In pursuit of the “America First” policy, the Trump administration has recently taken frequent actions in the realm of tariffs. It announced that starting August 1, it will impose a 30% tariff on goods from key sectors such as automobiles and steel imported into the U.S. from the EU. In response to this move, while the EU has threatened reciprocal countermeasures, it has repeatedly postponed retaliatory measures until early August, clearly still hoping to resolve the conflict through negotiations.
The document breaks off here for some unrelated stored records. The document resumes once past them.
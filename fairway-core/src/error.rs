//! Error types for the acquisition, dataset and selection layers.
//!
//! None of these are fatal. Each layer recovers to a safe default (synthetic
//! heading, stale wind, sample course data) and surfaces the error as a status
//! value for the display layer.

use std::{path::PathBuf, time::Duration};
use thiserror::Error;

/// Failure to obtain a weather report.
///
/// `Clone` because a single in-flight fetch hands its result to every caller
/// waiting on the same coordinate.
#[derive(Error, Debug, Clone, PartialEq)]
pub enum WeatherError {
    #[error("weather request timed out after {0:?}")]
    Timeout(Duration),

    #[error("weather provider returned status {status}: {body}")]
    Status { status: u16, body: String },

    #[error("weather request failed: {0}")]
    Transport(String),

    #[error("malformed weather response: {0}")]
    Parse(String),
}

/// Failure to load a course dataset from one source.
#[derive(Error, Debug)]
pub enum DatasetError {
    #[error("failed to read course dataset {path}")]
    Io {
        path: PathBuf,
        #[source]
        source: std::io::Error,
    },

    #[error("course dataset request to {url} failed: {reason}")]
    Http { url: String, reason: String },

    #[error("course dataset request to {url} returned status {status}")]
    Status { url: String, status: u16 },

    #[error("course dataset request to {url} timed out after {after:?}")]
    Timeout { url: String, after: Duration },

    #[error("failed to parse course dataset from {origin}")]
    Parse {
        origin: String,
        #[source]
        source: serde_json::Error,
    },

    #[error("course dataset from {origin} contains no playable holes")]
    Empty { origin: String },
}

impl DatasetError {
    /// Transient network failures are worth another attempt at the same source.
    pub fn is_retryable(&self) -> bool {
        match self {
            DatasetError::Http { .. } | DatasetError::Timeout { .. } => true,
            DatasetError::Status { status, .. } => *status == 429 || *status >= 500,
            DatasetError::Io { .. } | DatasetError::Parse { .. } | DatasetError::Empty { .. } => false,
        }
    }
}

/// A selection that does not resolve against the loaded dataset.
#[derive(Error, Debug, Clone, PartialEq, Eq)]
pub enum SelectionError {
    #[error("unknown club '{0}'")]
    UnknownClub(String),

    #[error("club '{club}' has no course named '{course}'")]
    UnknownCourse { club: String, course: String },

    #[error("course '{course}' has no hole {number}")]
    UnknownHole { course: String, number: u32 },

    #[error("select a club first")]
    NoClub,

    #[error("select a course first")]
    NoCourse,
}

/// Heading sensor failure. Always recovered by switching to synthetic heading.
#[derive(Error, Debug, Clone, PartialEq, Eq)]
#[error("heading sensor error: {0}")]
pub struct SensorError(pub String);

#[cfg(test)]
mod tests {
    use super::*;

    #[test]
    fn dataset_retry_classification() {
        let url = || "https://example.com/course.json".to_string();
        assert!(DatasetError::Timeout { url: url(), after: Duration::from_secs(30) }.is_retryable());
        assert!(DatasetError::Http { url: url(), reason: "reset".into() }.is_retryable());
        assert!(DatasetError::Status { url: url(), status: 503 }.is_retryable());
        assert!(!DatasetError::Status { url: url(), status: 404 }.is_retryable());
        assert!(!DatasetError::Empty { origin: url() }.is_retryable());
    }

    #[test]
    fn messages_carry_context() {
        let err = SelectionError::UnknownHole { course: "SKY".into(), number: 12 };
        assert_eq!(err.to_string(), "course 'SKY' has no hole 12");

        let err = WeatherError::Status { status: 401, body: "bad key".into() };
        assert!(err.to_string().contains("401"));
    }
}
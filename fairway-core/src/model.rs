use chrono::{DateTime, Utc};
use serde::{Deserialize, Serialize};
use std::fmt;

use crate::direction::{self, CompassPoint};
use crate::error::WeatherError;

/// A point on the globe in decimal degrees.
#[derive(Debug, Clone, Copy, PartialEq, Serialize, Deserialize)]
pub struct Coordinate {
    pub latitude: f64,
    pub longitude: f64,
}

impl Coordinate {
    pub fn new(latitude: f64, longitude: f64) -> Self {
        Self { latitude, longitude }
    }

    /// Cache key with both axes rounded to `precision` decimal places.
    ///
    /// Values that round to zero are written without a sign so `-0.00001` and
    /// `0.00001` share a key.
    pub fn cache_key(&self, precision: u32) -> String {
        let precision = precision.min(10);
        let lat = round_to(self.latitude, precision);
        let lon = round_to(self.longitude, precision);
        let width = precision as usize;
        format!("{lat:.width$},{lon:.width$}")
    }
}

impl fmt::Display for Coordinate {
    fn fmt(&self, f: &mut fmt::Formatter<'_>) -> fmt::Result {
        write!(f, "{:.4},{:.4}", self.latitude, self.longitude)
    }
}

fn round_to(value: f64, precision: u32) -> f64 {
    let scale = 10f64.powi(precision as i32);
    let rounded = (value * scale).round() / scale;
    if rounded == 0.0 { 0.0 } else { rounded }
}

/// Wind at a site: speed in m/s, direction in degrees the wind blows from.
#[derive(Debug, Clone, Copy, PartialEq, Serialize, Deserialize)]
pub struct WindSample {
    speed_mps: f64,
    direction_deg: f64,
}

impl WindSample {
    /// Validates speed and normalizes direction into `[0, 360)`.
    pub fn new(speed_mps: f64, direction_deg: f64) -> Result<Self, WeatherError> {
        if !speed_mps.is_finite() || speed_mps < 0.0 {
            return Err(WeatherError::Parse(format!("invalid wind speed {speed_mps}")));
        }
        if !direction_deg.is_finite() {
            return Err(WeatherError::Parse(format!("invalid wind direction {direction_deg}")));
        }
        Ok(Self { speed_mps, direction_deg: direction::normalize(direction_deg) })
    }

    /// Still air from the north, used when nothing better is known.
    pub const fn calm() -> Self {
        Self { speed_mps: 0.0, direction_deg: 0.0 }
    }

    pub fn speed_mps(&self) -> f64 {
        self.speed_mps
    }

    pub fn direction_deg(&self) -> f64 {
        self.direction_deg
    }

    pub fn compass_point(&self) -> CompassPoint {
        direction::compass_label8(self.direction_deg)
    }

    pub fn strength(&self) -> WindStrength {
        WindStrength::classify(self.speed_mps)
    }
}

/// Everything the weather provider told us about a site.
#[derive(Debug, Clone, PartialEq, Serialize, Deserialize)]
pub struct WeatherReport {
    pub provider: String,
    pub location_name: Option<String>,
    pub wind: WindSample,
    pub temperature_c: Option<f64>,
    pub humidity_pct: Option<u8>,
    pub description: Option<String>,
    pub observed_at: DateTime<Utc>,
}

impl WeatherReport {
    pub fn from_wind(provider: impl Into<String>, wind: WindSample, observed_at: DateTime<Utc>) -> Self {
        Self {
            provider: provider.into(),
            location_name: None,
            wind,
            temperature_c: None,
            humidity_pct: None,
            description: None,
            observed_at,
        }
    }
}

/// Progress of an acquisition operation as shown to the display layer.
#[derive(Debug, Clone, PartialEq, Eq, Default)]
pub enum OperationStatus {
    #[default]
    Idle,
    Loading,
    Success,
    Error(String),
}

impl OperationStatus {
    pub fn is_error(&self) -> bool {
        matches!(self, OperationStatus::Error(_))
    }
}

impl fmt::Display for OperationStatus {
    fn fmt(&self, f: &mut fmt::Formatter<'_>) -> fmt::Result {
        match self {
            OperationStatus::Idle => f.write_str("idle"),
            OperationStatus::Loading => f.write_str("loading"),
            OperationStatus::Success => f.write_str("ok"),
            OperationStatus::Error(message) => write!(f, "error: {message}"),
        }
    }
}

/// Coarse effect of wind on ball flight.
#[derive(Debug, Clone, Copy, PartialEq, Eq, Hash, Serialize, Deserialize)]
#[serde(rename_all = "snake_case")]
pub enum WindStrength {
    Light,
    Moderate,
    Strong,
}

impl WindStrength {
    pub fn classify(speed_mps: f64) -> Self {
        if speed_mps > 10.0 {
            WindStrength::Strong
        } else if speed_mps > 5.0 {
            WindStrength::Moderate
        } else {
            WindStrength::Light
        }
    }

    pub fn impact(&self) -> &'static str {
        match self {
            WindStrength::Light => "light wind, little effect on ball flight",
            WindStrength::Moderate => "moderate wind, expect some drift",
            WindStrength::Strong => "strong wind, ball flight heavily affected",
        }
    }
}
//! Vote report parsing.
//!
//! The parser is a best-effort scan: it returns every well-formed record it
//! found before the first structural break and reports why it stopped. It
//! never fails on malformed input. The only hard failure is allocating the
//! bounded record array, which happens before any byte is read.
//!
//! Expected shape (key names come from [`FieldSchema`]):
//!
//! ```text
//! {"votes": [{"id": "alice", "choice": "yes", "predicted_yes": 0.6, "predicted_no": 0.4}, ...]}
//! ```

use std::fmt;

use serde::{Deserialize, Serialize};

use crate::errors::{ExtractError, ParseGap, TaError};
use crate::extract::{read_decimal, read_quoted_string};
use crate::limits::{CHOICE_CAPACITY, ID_CAPACITY};
use crate::scanner::Cursor;

/// Longest accepted key name, quotes excluded.
pub const MAX_KEY_LEN: usize = 32;

/// Fixed-capacity byte string. At most `CAP - 1` bytes of content; the
/// backing array always holds a NUL after the content.
#[derive(Clone, Copy, PartialEq, Eq)]
pub struct FixedText<const CAP: usize> {
    buf: [u8; CAP],
    len: usize,
}

impl<const CAP: usize> FixedText<CAP> {
    pub const CAPACITY: usize = CAP;

    pub fn new() -> Self {
        Self {
            buf: [0; CAP],
            len: 0,
        }
    }

    /// Copies `bytes` in, or returns `None` if they leave no room for the
    /// terminator.
    pub fn from_bytes(bytes: &[u8]) -> Option<Self> {
        let mut out = Self::new();
        if bytes.len() >= CAP {
            return None;
        }
        out.buf[..bytes.len()].copy_from_slice(bytes);
        out.len = bytes.len();
        Some(out)
    }

    /// Fills from the next quoted string at `cur`.
    fn read_from(cur: &mut Cursor<'_>) -> Result<Self, ExtractError> {
        let mut out = Self::new();
        out.len = read_quoted_string(cur, &mut out.buf)?;
        Ok(out)
    }

    pub fn as_bytes(&self) -> &[u8] {
        &self.buf[..self.len]
    }

    pub fn len(&self) -> usize {
        self.len
    }

    pub fn is_empty(&self) -> bool {
        self.len == 0
    }
}

impl<const CAP: usize> Default for FixedText<CAP> {
    fn default() -> Self {
        Self::new()
    }
}

impl<const CAP: usize> fmt::Debug for FixedText<CAP> {
    fn fmt(&self, f: &mut fmt::Formatter<'_>) -> fmt::Result {
        write!(f, "{:?}", String::from_utf8_lossy(self.as_bytes()))
    }
}

pub type VoterId = FixedText<ID_CAPACITY>;
pub type Choice = FixedText<CHOICE_CAPACITY>;

/// One parsed vote. Immutable once built.
#[derive(Clone, Copy, Debug, PartialEq)]
pub struct VoterRecord {
    pub id: VoterId,
    pub choice: Choice,
    pub predicted_yes: f32,
    pub predicted_no: f32,
}

impl VoterRecord {
    pub fn voted_yes(&self) -> bool {
        self.choice.as_bytes() == b"yes"
    }
}

/// Ordered, capacity-bounded sequence of records.
#[derive(Clone, Debug, Default, PartialEq)]
pub struct VoteBatch {
    records: Vec<VoterRecord>,
    max: usize,
}

impl VoteBatch {
    /// Reserves room for exactly `max` records up front. Pushing never
    /// reallocates afterwards.
    pub fn try_with_capacity(max: usize) -> Result<Self, TaError> {
        let mut records = Vec::new();
        records.try_reserve_exact(max).map_err(|e| {
            TaError::Resource(format!("voter array of {max} records: {e}"))
        })?;
        Ok(Self { records, max })
    }

    /// Appends unless the batch is full. Returns whether the record was kept.
    pub fn push(&mut self, record: VoterRecord) -> bool {
        if self.records.len() >= self.max {
            return false;
        }
        self.records.push(record);
        true
    }

    pub fn is_full(&self) -> bool {
        self.records.len() >= self.max
    }

    pub fn len(&self) -> usize {
        self.records.len()
    }

    pub fn is_empty(&self) -> bool {
        self.records.is_empty()
    }

    pub fn max_records(&self) -> usize {
        self.max
    }

    pub fn records(&self) -> &[VoterRecord] {
        &self.records
    }

    pub fn iter(&self) -> std::slice::Iter<'_, VoterRecord> {
        self.records.iter()
    }
}

impl<'a> IntoIterator for &'a VoteBatch {
    type Item = &'a VoterRecord;
    type IntoIter = std::slice::Iter<'a, VoterRecord>;

    fn into_iter(self) -> Self::IntoIter {
        self.records.iter()
    }
}

/// Key names for the report fields.
#[derive(Clone, Debug, PartialEq, Eq, Serialize, Deserialize)]
#[serde(default)]
pub struct FieldSchema {
    pub votes: String,
    pub id: String,
    pub choice: String,
    pub predicted_yes: String,
    pub predicted_no: String,
}

impl Default for FieldSchema {
    fn default() -> Self {
        Self {
            votes: "votes".into(),
            id: "id".into(),
            choice: "choice".into(),
            predicted_yes: "predicted_yes".into(),
            predicted_no: "predicted_no".into(),
        }
    }
}

impl FieldSchema {
    /// Key names emitted by the first deployed clients.
    pub fn legacy() -> Self {
        Self {
            votes: "votes".into(),
            id: "user".into(),
            choice: "vote".into(),
            predicted_yes: "prediction_yes".into(),
            predicted_no: "prediction_no".into(),
        }
    }

    pub fn validate(&self) -> Result<(), String> {
        for (name, key) in self.entries() {
            if key.is_empty() {
                return Err(format!("field key `{name}` is empty"));
            }
            if key.len() > MAX_KEY_LEN {
                return Err(format!(
                    "field key `{name}` is {} bytes (max {MAX_KEY_LEN})",
                    key.len()
                ));
            }
            if key.bytes().any(|b| b == b'"' || b == b'\\' || b.is_ascii_control()) {
                return Err(format!("field key `{name}` contains a quote, backslash or control byte"));
            }
        }
        Ok(())
    }

    fn entries(&self) -> [(&'static str, &str); 5] {
        [
            ("votes", self.votes.as_str()),
            ("id", self.id.as_str()),
            ("choice", self.choice.as_str()),
            ("predicted_yes", self.predicted_yes.as_str()),
            ("predicted_no", self.predicted_no.as_str()),
        ]
    }
}

fn quote(key: &str) -> Vec<u8> {
    let mut out = Vec::with_capacity(key.len() + 2);
    out.push(b'"');
    out.extend_from_slice(key.as_bytes());
    out.push(b'"');
    out
}

/// Why the parser stopped.
#[derive(Clone, Copy, Debug, PartialEq, Eq)]
pub enum StopReason {
    /// No `votes` key in field position. Treated as an empty batch.
    NoVotesField,
    /// The `votes` value does not start with `[`.
    NotAnArray,
    /// The array closed with `]`.
    EndOfArray,
    /// Input ended with no further record.
    EndOfInput,
    /// The batch reached its record limit before the array closed.
    Capacity,
    /// A record was structurally broken; it and everything after it were
    /// dropped.
    Gap(ParseGap),
}

impl StopReason {
    /// True when records may have been dropped.
    pub fn is_degraded(&self) -> bool {
        matches!(self, Self::Capacity | Self::Gap(_))
    }

    pub fn gap(&self) -> Option<ParseGap> {
        match self {
            Self::Gap(g) => Some(*g),
            _ => None,
        }
    }
}

impl fmt::Display for StopReason {
    fn fmt(&self, f: &mut fmt::Formatter<'_>) -> fmt::Result {
        match self {
            Self::NoVotesField => write!(f, "no votes field"),
            Self::NotAnArray => write!(f, "votes is not an array"),
            Self::EndOfArray => write!(f, "end of array"),
            Self::EndOfInput => write!(f, "end of input"),
            Self::Capacity => write!(f, "record limit reached"),
            Self::Gap(gap) => write!(f, "{gap}"),
        }
    }
}

/// Report parser bound to one field schema.
#[derive(Clone, Debug)]
pub struct ReportParser {
    votes: Vec<u8>,
    id: Vec<u8>,
    choice: Vec<u8>,
    predicted_yes: Vec<u8>,
    predicted_no: Vec<u8>,
}

impl Default for ReportParser {
    fn default() -> Self {
        Self::new(&FieldSchema::default())
    }
}

impl ReportParser {
    pub fn new(schema: &FieldSchema) -> Self {
        Self {
            votes: quote(&schema.votes),
            id: quote(&schema.id),
            choice: quote(&schema.choice),
            predicted_yes: quote(&schema.predicted_yes),
            predicted_no: quote(&schema.predicted_no),
        }
    }

    /// Allocates a batch of `max_records` and parses `input` into it.
    pub fn parse(&self, input: &[u8], max_records: usize) -> Result<(VoteBatch, StopReason), TaError> {
        let mut batch = VoteBatch::try_with_capacity(max_records)?;
        let stop = self.parse_into(input, input.len(), &mut batch);
        Ok((batch, stop))
    }

    /// Parses `input[..limit]` into `batch`, stopping at the first broken
    /// record or when `batch` is full.
    pub fn parse_into(&self, input: &[u8], limit: usize, batch: &mut VoteBatch) -> StopReason {
        let stop = self.scan(Cursor::new(input, limit), batch);
        match stop {
            StopReason::Gap(gap) => tracing::warn!(
                parsed = batch.len(),
                reason = %gap,
                "vote report truncated at malformed record"
            ),
            StopReason::Capacity => tracing::warn!(
                parsed = batch.len(),
                "vote report exceeds record limit; remaining records ignored"
            ),
            _ => tracing::debug!(parsed = batch.len(), stop = %stop, "vote report parsed"),
        }
        stop
    }

    fn scan(&self, root: Cursor<'_>, batch: &mut VoteBatch) -> StopReason {
        let Some(mut cur) = root.find_field(&self.votes) else {
            return StopReason::NoVotesField;
        };
        if cur.peek() != Some(b'[') {
            return StopReason::NotAnArray;
        }
        cur.bump();

        loop {
            cur.skip_while(|b| matches!(b, b',' | b' ' | b'\t' | b'\r' | b'\n'));
            match cur.peek() {
                Some(b']') => return StopReason::EndOfArray,
                None => return StopReason::EndOfInput,
                Some(_) => {}
            }
            if batch.is_full() {
                return StopReason::Capacity;
            }
            if !cur.seek_byte(b'{') {
                return StopReason::EndOfInput;
            }

            let Some(span) = record_span(cur.rest()) else {
                return StopReason::Gap(ParseGap::UnterminatedRecord);
            };
            let window = &cur.rest()[..span];
            let record = match self.record(Cursor::new(window, span)) {
                Ok(r) => r,
                Err(gap) => return StopReason::Gap(gap),
            };
            tracing::trace!(index = batch.len(), id = ?record.id, "voter record parsed");
            batch.push(record);
            cur.advance(span);
        }
    }

    fn record(&self, window: Cursor<'_>) -> Result<VoterRecord, ParseGap> {
        let mut at = window
            .find_field(&self.id)
            .ok_or(ParseGap::MissingField("id"))?;
        let id = VoterId::read_from(&mut at).map_err(|cause| ParseGap::BadString { field: "id", cause })?;

        let mut at = window
            .find_field(&self.choice)
            .ok_or(ParseGap::MissingField("choice"))?;
        let choice = Choice::read_from(&mut at).map_err(|cause| ParseGap::BadString {
            field: "choice",
            cause,
        })?;

        let mut at = window
            .find_field(&self.predicted_yes)
            .ok_or(ParseGap::MissingField("predicted_yes"))?;
        let predicted_yes = read_decimal(&mut at);

        let mut at = window
            .find_field(&self.predicted_no)
            .ok_or(ParseGap::MissingField("predicted_no"))?;
        let predicted_no = read_decimal(&mut at);

        Ok(VoterRecord {
            id,
            choice,
            predicted_yes,
            predicted_no,
        })
    }
}

/// Length of the `{ ... }` record starting at `bytes[0]`, closing brace
/// included. Braces inside quoted strings are ignored, and so is the byte
/// after a `\` inside a string; nested objects are skipped by depth. `None`
/// when the record never closes.
fn record_span(bytes: &[u8]) -> Option<usize> {
    let mut depth = 0usize;
    let mut in_string = false;
    let mut escaped = false;
    for (i, &b) in bytes.iter().enumerate() {
        if escaped {
            escaped = false;
            continue;
        }
        match b {
            b'\\' if in_string => escaped = true,
            b'"' => in_string = !in_string,
            b'{' if !in_string => depth += 1,
            b'}' if !in_string => {
                depth = depth.saturating_sub(1);
                if depth == 0 {
                    return Some(i + 1);
                }
            }
            _ => {}
        }
    }
    None
}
Meanwhile, the U.S. has exerted differentiated tariff pressure on ASEAN countries. Tariffs, also set to take effect on August 1, cover nations including Indonesia, the Philippines, and Malaysia, with rates ranging from 19% to 40%. Under these circumstances, Vietnam and Indonesia have reached separate agreements with the U.S.: Vietnam accepted a 20% tariff, while Indonesia agreed to a 19% tariff on its exports to the U.S. and committed to purchasing $15 billion in U.S. energy products and 50 Boeing aircraft; Singapore, due to its free trade agreement, faces a 10% “reciprocal tariff.”
Additionally, the Trump administration has simultaneously expanded its global tariff network, imposing a 15% tariff on Japan, an additional 40% tariff on Laos and Myanmar, maintaining a 19% rate on the Philippines and Indonesia, and even claiming it will send letters to over 150 countries to establish a uniform tariff. This series of actions is profoundly impacting the global trade landscape.